DIRECTIONS | Copy exactly the stretch of data below from the line with "Flips the shared" through the line with "let (p1, p2, p3, p4)", including both of those lines.

RECORDED INFORMATION |

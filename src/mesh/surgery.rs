//! Mesh surgery primitives: the small set of local, invariant-preserving
//! mutations that the point triangulator composes into insertion and
//! constraint-edge handling. Grounded in
//! `original_source/src/delaunay/EdgeOperations.cpp` and `FaceOperations.cpp`.

use super::{Edge, Face, FaceId, Mesh, VertexId};
use crate::error::{Result, TriangulationError};
use crate::point::{Point2, PointId};
use crate::predicates::orient2d;

fn remove_item<T: PartialEq>(v: &mut Vec<T>, item: &T) {
  if let Some(pos) = v.iter().position(|x| x == item) {
    v.remove(pos);
  }
}

impl Mesh {
  /// Flips the shared diagonal of the two triangles adjacent to `e`.
  ///
  /// `e` must be an interior edge (shared by exactly two faces) whose
  /// quadrilateral is strictly convex; callers (the legalization work list)
  /// are expected to have already checked the in-circle test before calling
  /// this.
  pub fn swap_edge(&mut self, e: super::EdgeId) -> Result<()> {
    let edge = self.edge(e).clone();
    if edge.faces.len() != 2 {
      return Err(TriangulationError::PreconditionViolation(
        "swap_edge requires an interior edge shared by two faces",
      ));
    }
    let f1 = edge.faces[0];
    let f2 = edge.faces[1];

    let i = self
      .face(f1)
      .edges
      .iter()
      .position(|&x| x == e)
      .ok_or(TriangulationError::InvariantViolation("edge missing from adjacent face"))?;
    let j = self
      .face(f2)
      .edges
      .iter()
      .position(|&x| x == e)
      .ok_or(TriangulationError::InvariantViolation("edge missing from adjacent face"))?;

    let face1 = self.face(f1).clone();
    let face2 = self.face(f2).clone();

    let v1 = face1.vertices[i];
    let v2 = face1.vertices[(i + 1) % 3];
    let v3 = face1.vertices[(i + 2) % 3];
    let v4 = face2.vertices[(j + 2) % 3];

    if face2.vertices[j] != v2 || face2.vertices[(j + 1) % 3] != v1 {
      return Err(TriangulationError::InvariantViolation(
        "adjacent faces disagree on shared edge direction",
      ));
    }

    let (p1, p2, p3, p4) = (self.position(v1), self.position(v2), self.position(v3), self.position(v4));
    if !orient2d(&p4, &p2, &p3).is_ccw() || !orient2d(&p3, &p1, &p4).is_ccw() {
      return Err(TriangulationError::PreconditionViolation(
        "quadrilateral is not strictly convex; cannot flip",
      ));
    }

    let e_v2v3 = face1.edges[(i + 1) % 3];
    let e_v3v1 = face1.edges[(i + 2) % 3];
    let e_v1v4 = face2.edges[(j + 1) % 3];
    let e_v4v2 = face2.edges[(j + 2) % 3];

    self.face_mut(f1).vertices = [v3, v1, v4];
    self.face_mut(f1).edges = [e_v3v1, e_v1v4, e];
    self.face_mut(f2).vertices = [v4, v2, v3];
    self.face_mut(f2).edges = [e_v4v2, e_v2v3, e];

    self.edge_mut(e).vertices = [v3, v4];
    remove_item(&mut self.edge_mut(e_v1v4).faces, &f2);
    self.edge_mut(e_v1v4).faces.push(f1);
    remove_item(&mut self.edge_mut(e_v2v3).faces, &f1);
    self.edge_mut(e_v2v3).faces.push(f2);

    remove_item(&mut self.vertex_mut(v1).edges, &e);
    remove_item(&mut self.vertex_mut(v1).faces, &f2);
    remove_item(&mut self.vertex_mut(v2).edges, &e);
    remove_item(&mut self.vertex_mut(v2).faces, &f1);
    self.vertex_mut(v3).edges.push(e);
    self.vertex_mut(v3).faces.push(f2);
    self.vertex_mut(v4).edges.push(e);
    self.vertex_mut(v4).faces.push(f1);

    Ok(())
  }

  /// Splits face `f` into three faces meeting at a new vertex at `p`,
  /// reusing `f`'s id for one of the three. Returns the new vertex.
  pub fn split_face(&mut self, f: FaceId, p: Point2, input_index: Option<PointId>) -> Result<VertexId> {
    let face = self.face(f).clone();
    let [v0, v1, v2] = face.vertices;
    let [e0, e1, e2] = face.edges;

    let v_new = self.add_vertex(p, input_index);

    let ev0 = self.edges_mut_insert(Edge {
      vertices: [v_new, v0],
      faces: Vec::new(),
      is_constraint: false,
      input_index: None,
    });
    let ev1 = self.edges_mut_insert(Edge {
      vertices: [v_new, v1],
      faces: Vec::new(),
      is_constraint: false,
      input_index: None,
    });
    let ev2 = self.edges_mut_insert(Edge {
      vertices: [v_new, v2],
      faces: Vec::new(),
      is_constraint: false,
      input_index: None,
    });

    let face_b = self.faces_mut_insert(Face { vertices: [v1, v2, v_new], edges: [e1, ev2, ev1] });
    let face_c = self.faces_mut_insert(Face { vertices: [v2, v0, v_new], edges: [e2, ev0, ev2] });
    let face_a = f;
    self.face_mut(face_a).vertices = [v0, v1, v_new];
    self.face_mut(face_a).edges = [e0, ev1, ev0];

    self.edge_mut(ev0).faces = vec![face_a, face_c];
    self.edge_mut(ev1).faces = vec![face_a, face_b];
    self.edge_mut(ev2).faces = vec![face_b, face_c];

    remove_item(&mut self.edge_mut(e1).faces, &f);
    self.edge_mut(e1).faces.push(face_b);
    remove_item(&mut self.edge_mut(e2).faces, &f);
    self.edge_mut(e2).faces.push(face_c);

    self.vertex_mut(v0).edges.push(ev0);
    self.vertex_mut(v0).faces.push(face_c);
    self.vertex_mut(v1).edges.push(ev1);
    self.vertex_mut(v1).faces.push(face_b);
    remove_item(&mut self.vertex_mut(v2).faces, &f);
    self.vertex_mut(v2).edges.push(ev2);
    self.vertex_mut(v2).faces.push(face_b);
    self.vertex_mut(v2).faces.push(face_c);

    self.vertex_mut(v_new).faces = vec![face_a, face_b, face_c];
    self.vertex_mut(v_new).edges = vec![ev0, ev1, ev2];

    Ok(v_new)
  }

  /// Splits edge `e` at `p`, replacing its one or two adjacent faces with
  /// two or four smaller faces meeting at the new vertex. Returns the new
  /// vertex.
  pub fn split_edge(&mut self, e: super::EdgeId, p: Point2, input_index: Option<PointId>) -> Result<VertexId> {
    let edge = self.edge(e).clone();
    let va = edge.vertices[0];
    let vb = edge.vertices[1];

    struct Side {
      face: FaceId,
      apex: VertexId,
      apex_edge: super::EdgeId,
    }
    let mut fwd: Option<Side> = None;
    let mut rev: Option<Side> = None;

    for &f in &edge.faces {
      let face = self.face(f).clone();
      let i = face.edges.iter().position(|&x| x == e).ok_or(TriangulationError::InvariantViolation(
        "edge missing from its own adjacent face",
      ))?;
      let a = face.vertices[i];
      let b = face.vertices[(i + 1) % 3];
      let apex = face.vertices[(i + 2) % 3];
      let apex_edge = face.edges[(i + 2) % 3];
      if a == va && b == vb {
        fwd = Some(Side { face: f, apex, apex_edge });
      } else if a == vb && b == va {
        rev = Some(Side { face: f, apex, apex_edge });
      } else {
        return Err(TriangulationError::InvariantViolation("face edge endpoints do not match shared edge"));
      }
    }

    // The two new faces on each side must not be inverted by the split,
    // mirroring `SplitEdgeWithOneAdjacentFace`'s `TestOrientation2d` asserts
    // in the original source.
    let (pva, pvb) = (self.position(va), self.position(vb));
    if let Some(ref side) = fwd {
      let pc = self.position(side.apex);
      if !orient2d(&pvb, &pc, &p).is_ccw() || !orient2d(&pc, &pva, &p).is_ccw() {
        return Err(TriangulationError::PreconditionViolation(
          "split_edge would invert a face on the forward side of the edge",
        ));
      }
    }
    if let Some(ref side) = rev {
      let pd = self.position(side.apex);
      if !orient2d(&pva, &pd, &p).is_ccw() || !orient2d(&pd, &pvb, &p).is_ccw() {
        return Err(TriangulationError::PreconditionViolation(
          "split_edge would invert a face on the reverse side of the edge",
        ));
      }
    }

    let v_new = self.add_vertex(p, input_index);
    self.edge_mut(e).vertices = [va, v_new];
    let e_vb = self.edges_mut_insert(Edge {
      vertices: [v_new, vb],
      faces: Vec::new(),
      is_constraint: edge.is_constraint,
      input_index: None,
    });

    remove_item(&mut self.vertex_mut(vb).edges, &e);
    self.vertex_mut(vb).edges.push(e_vb);
    let mut v_new_edges = vec![e, e_vb];
    let mut v_new_faces = Vec::new();

    if let Some(Side { face: f_fwd, apex: c, apex_edge: edge_c_va }) = fwd {
      let e_vc = self.edges_mut_insert(Edge {
        vertices: [v_new, c],
        faces: Vec::new(),
        is_constraint: false,
        input_index: None,
      });
      // edge(vb, c) is the face's third edge: neither `e` nor `edge_c_va`.
      let edge_vb_c = *self
        .face(f_fwd)
        .edges
        .iter()
        .find(|&&x| x != e && x != edge_c_va)
        .expect("triangle must have three distinct edges");

      let f_fwd2 = self.faces_mut_insert(Face { vertices: [v_new, vb, c], edges: [e_vb, edge_vb_c, e_vc] });
      self.face_mut(f_fwd).vertices = [va, v_new, c];
      self.face_mut(f_fwd).edges = [e, e_vc, edge_c_va];

      remove_item(&mut self.edge_mut(edge_vb_c).faces, &f_fwd);
      self.edge_mut(edge_vb_c).faces.push(f_fwd2);
      self.edge_mut(e_vc).faces = vec![f_fwd, f_fwd2];
      self.edge_mut(e_vb).faces.push(f_fwd2);

      remove_item(&mut self.vertex_mut(vb).faces, &f_fwd);
      self.vertex_mut(vb).faces.push(f_fwd2);
      self.vertex_mut(c).edges.push(e_vc);
      self.vertex_mut(c).faces.push(f_fwd2);

      v_new_edges.push(e_vc);
      v_new_faces.push(f_fwd);
      v_new_faces.push(f_fwd2);
    }

    if let Some(Side { face: f_rev, apex: d, apex_edge: edge_d_vb }) = rev {
      let e_vd = self.edges_mut_insert(Edge {
        vertices: [v_new, d],
        faces: Vec::new(),
        is_constraint: false,
        input_index: None,
      });
      let edge_va_d = *self
        .face(f_rev)
        .edges
        .iter()
        .find(|&&x| x != e && x != edge_d_vb)
        .expect("triangle must have three distinct edges");

      let f_rev2 = self.faces_mut_insert(Face { vertices: [v_new, va, d], edges: [e, edge_va_d, e_vd] });
      self.face_mut(f_rev).vertices = [vb, v_new, d];
      self.face_mut(f_rev).edges = [e_vb, e_vd, edge_d_vb];

      remove_item(&mut self.edge_mut(edge_va_d).faces, &f_rev);
      self.edge_mut(edge_va_d).faces.push(f_rev2);
      self.edge_mut(e_vd).faces = vec![f_rev, f_rev2];
      self.edge_mut(e_vb).faces.push(f_rev);

      remove_item(&mut self.vertex_mut(va).faces, &f_rev);
      self.vertex_mut(va).faces.push(f_rev2);
      self.vertex_mut(d).edges.push(e_vd);
      self.vertex_mut(d).faces.push(f_rev2);

      v_new_edges.push(e_vd);
      v_new_faces.push(f_rev);
      v_new_faces.push(f_rev2);
    }

    self.vertex_mut(v_new).edges = v_new_edges;
    self.vertex_mut(v_new).faces = v_new_faces;

    Ok(v_new)
  }

  /// Creates a new face spanning `v1, v2, v3` (which must already be
  /// counterclockwise and non-degenerate), creating whichever of its three
  /// edges do not already exist.
  pub fn create_triangle_and_edges(&mut self, v1: VertexId, v2: VertexId, v3: VertexId) -> Result<FaceId> {
    let (p1, p2, p3) = (self.position(v1), self.position(v2), self.position(v3));
    if !orient2d(&p1, &p2, &p3).is_ccw() {
      return Err(TriangulationError::PreconditionViolation(
        "create_triangle_and_edges requires a counterclockwise, non-degenerate triangle",
      ));
    }

    let pairs = [(v1, v2), (v2, v3), (v3, v1)];
    let mut edge_ids = [None; 3];
    for (k, &(a, b)) in pairs.iter().enumerate() {
      edge_ids[k] = Some(self.edge_between(a, b).unwrap_or_else(|| {
        self.edges_mut_insert(Edge {
          vertices: [a, b],
          faces: Vec::new(),
          is_constraint: false,
          input_index: None,
        })
      }));
    }
    let edges = [edge_ids[0].unwrap(), edge_ids[1].unwrap(), edge_ids[2].unwrap()];

    let face = self.faces_mut_insert(Face { vertices: [v1, v2, v3], edges });

    for &e in &edges {
      self.edge_mut(e).faces.push(face);
    }
    for &v in &[v1, v2, v3] {
      if !self.vertex(v).faces.contains(&face) {
        self.vertex_mut(v).faces.push(face);
      }
    }
    for (k, &(a, b)) in pairs.iter().enumerate() {
      let e = edges[k];
      if !self.vertex(a).edges.contains(&e) {
        self.vertex_mut(a).edges.push(e);
      }
      if !self.vertex(b).edges.contains(&e) {
        self.vertex_mut(b).edges.push(e);
      }
    }

    Ok(face)
  }

  /// Deletes `f` and every adjacent edge (and, transitively, every vertex)
  /// that is left with no other adjacency.
  pub fn delete_face_and_orphaned_all_adjacent_edges(&mut self, f: FaceId) -> Result<()> {
    self.delete_face_and_orphaned_edges(f, false)
  }

  /// As above, but never deletes an edge marked `is_constraint`, and never
  /// deletes vertices — used while retriangulating the cavity around a
  /// constraint edge, where the constrained boundary must survive.
  pub fn delete_face_and_orphaned_nonconstrained_adjacent_edges(&mut self, f: FaceId) -> Result<()> {
    self.delete_face_and_orphaned_edges(f, true)
  }

  fn delete_face_and_orphaned_edges(&mut self, f: FaceId, preserve_constraints: bool) -> Result<()> {
    let face = self
      .faces
      .get(f)
      .cloned()
      .ok_or(TriangulationError::StaleHandle)?;

    for &v in &face.vertices {
      remove_item(&mut self.vertex_mut(v).faces, &f);
    }

    for &e in &face.edges {
      let edge = self.edge_mut(e);
      remove_item(&mut edge.faces, &f);
      let now_empty = edge.faces.is_empty();
      let is_constraint = edge.is_constraint;
      if !now_empty {
        continue;
      }
      if preserve_constraints && is_constraint {
        continue;
      }
      let removed = self.edges.remove(e).expect("edge located by its own handle");
      if preserve_constraints {
        continue;
      }
      for &v in &removed.vertices {
        remove_item(&mut self.vertex_mut(v).edges, &e);
        if self.vertex(v).edges.is_empty() && self.vertex(v).faces.is_empty() {
          self.vertices.remove(v);
        }
      }
    }

    self.faces.remove(f);
    Ok(())
  }

  fn edges_mut_insert(&mut self, edge: Edge) -> super::EdgeId {
    self.edges.insert(edge)
  }

  fn faces_mut_insert(&mut self, face: Face) -> FaceId {
    self.faces.insert(face)
  }
}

RESPONSE |
  /// Flips the shared diagonal of the two triangles adjacent to `e`.
  ///
  /// `e` must be an interior edge (shared by exactly two faces) whose
  /// quadrilateral is strictly convex; callers (the legalization work list)
  /// are expected to have already checked the in-circle test before calling
  /// this.
  pub fn swap_edge(&mut self, e: super::EdgeId) -> Result<()> {
    let edge = self.edge(e).clone();
    if edge.faces.len() != 2 {
      return Err(TriangulationError::PreconditionViolation(
        "swap_edge requires an interior edge shared by two faces",
      ));
    }
    let f1 = edge.faces[0];
    let f2 = edge.faces[1];

    let i = self
      .face(f1)
      .edges
      .iter()
      .position(|&x| x == e)
      .ok_or(TriangulationError::InvariantViolation("edge missing from adjacent face"))?;
    let j = self
      .face(f2)
      .edges
      .iter()
      .position(|&x| x == e)
      .ok_or(TriangulationError::InvariantViolation("edge missing from adjacent face"))?;

    let face1 = self.face(f1).clone();
    let face2 = self.face(f2).clone();

    let v1 = face1.vertices[i];
    let v2 = face1.vertices[(i + 1) % 3];
    let v3 = face1.vertices[(i + 2) % 3];
    let v4 = face2.vertices[(j + 2) % 3];

    if face2.vertices[j] != v2 || face2.vertices[(j + 1) % 3] != v1 {
      return Err(TriangulationError::InvariantViolation(
        "adjacent faces disagree on shared edge direction",
      ));
    }

    let (p1, p2, p3, p4) = (self.position(v1), self.position(v2), self.position(v3), self.position(v4));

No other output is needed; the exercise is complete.